INSTRUCTIONS FOR THE TASK: Read the records beneath this task and copy every line that contains the string "message".
**** INFORMATION PROVIDED ****
//! Sends mail by spawning a mail command

use std::ffi::OsString;
use std::io::{self, Write};
use std::process::{Command, Stdio};

use log::debug;
use wxralert::{Mail, Transport};

/// Pipes each message to a sendmail-compatible command
///
/// The command is started once per message. The rendered
/// message is written to its standard input, which is then
/// closed. A non-zero exit status is a delivery failure.
#[derive(Clone, Debug)]
pub struct CommandTransport {
    cmd: OsString,
    args: Vec<OsString>,
    mailhost: Option<String>,
    mailuser: Option<String>,
}

impl CommandTransport {
    /// Run `cmd` with `args` for every message
    pub fn new<C, A, B>(cmd: C, args: A) -> Self
    where
        C: Into<OsString>,
        B: Into<OsString>,
        A: IntoIterator<Item = B>,
    {
        Self {
            cmd: cmd.into(),
            args: args.into_iter().map(Into::into).collect(),
            mailhost: None,
            mailuser: None,
        }
    }

    /// Tell the command which SMTP host and user to use
    pub fn with_smtp(mut self, mailhost: Option<String>, mailuser: Option<String>) -> Self {
        self.mailhost = mailhost;
        self.mailuser = mailuser;
        self
    }

    fn command(&self, mail: &Mail) -> Command {
        let mut cmd = Command::new(&self.cmd);
        cmd.stdin(Stdio::piped())
            .stdout(Stdio::inherit())
            .stderr(Stdio::inherit())
            .args(&self.args)
            .env(childenv::WXRCLIENT_FROM, &mail.from)
            .env(childenv::WXRCLIENT_TO, &mail.to)
            .env(childenv::WXRCLIENT_BCC, mail.bcc.join(" "))
            .env(childenv::WXRCLIENT_SUBJECT, &mail.subject)
            .env(
                childenv::WXRCLIENT_MAILHOST,
                self.mailhost.as_deref().unwrap_or(""),
            )
            .env(
                childenv::WXRCLIENT_MAILUSER,
                self.mailuser.as_deref().unwrap_or(""),
            );
        cmd
    }
}

impl Transport for CommandTransport {
    fn send(&mut self, mail: &Mail) -> io::Result<()> {
        let mut child = self.command(mail).spawn()?;
        debug!("spawned mail command PID {}", child.id());

        // the pipe is closed when dropped, at the end of this block
        let written = match child.stdin.take() {
            Some(mut pipe) => pipe.write_all(mail.to_string().as_bytes()),
            None => Err(io::Error::new(
                io::ErrorKind::BrokenPipe,
                "unable to create pipe to mail command",
            )),
        };

        let status = child.wait()?;
        written?;

        if status.success() {
            Ok(())
        } else {
            Err(io::Error::new(
                io::ErrorKind::Other,
                format!(
                    "mail command exited abnormally with status {}",
                    status.code().unwrap_or(1)
                ),
            ))
        }
    }
}

mod childenv {
    /// Sender address
    pub const WXRCLIENT_FROM: &str = "WXRCLIENT_FROM";

    /// Primary addressee
    pub const WXRCLIENT_TO: &str = "WXRCLIENT_TO";

    /// Blind-copy recipients, space-delimited
    ///
    /// ```txt
    /// alice@example.com bob@example.com
    /// ```
    pub const WXRCLIENT_BCC: &str = "WXRCLIENT_BCC";

    /// Subject line
    ///
    /// The event description, like "`Required Weekly Test`."
    pub const WXRCLIENT_SUBJECT: &str = "WXRCLIENT_SUBJECT";

    /// SMTP host from `--mailhost`, or empty
    pub const WXRCLIENT_MAILHOST: &str = "WXRCLIENT_MAILHOST";

    /// SMTP user from `--mailuser`, or empty
    pub const WXRCLIENT_MAILUSER: &str = "WXRCLIENT_MAILUSER";
}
****
OUTPUT FOR THIS EXERCISE:
/// Pipes each message to a sendmail-compatible command
/// The command is started once per message. The rendered
/// message is written to its standard input, which is then
    /// Run `cmd` with `args` for every message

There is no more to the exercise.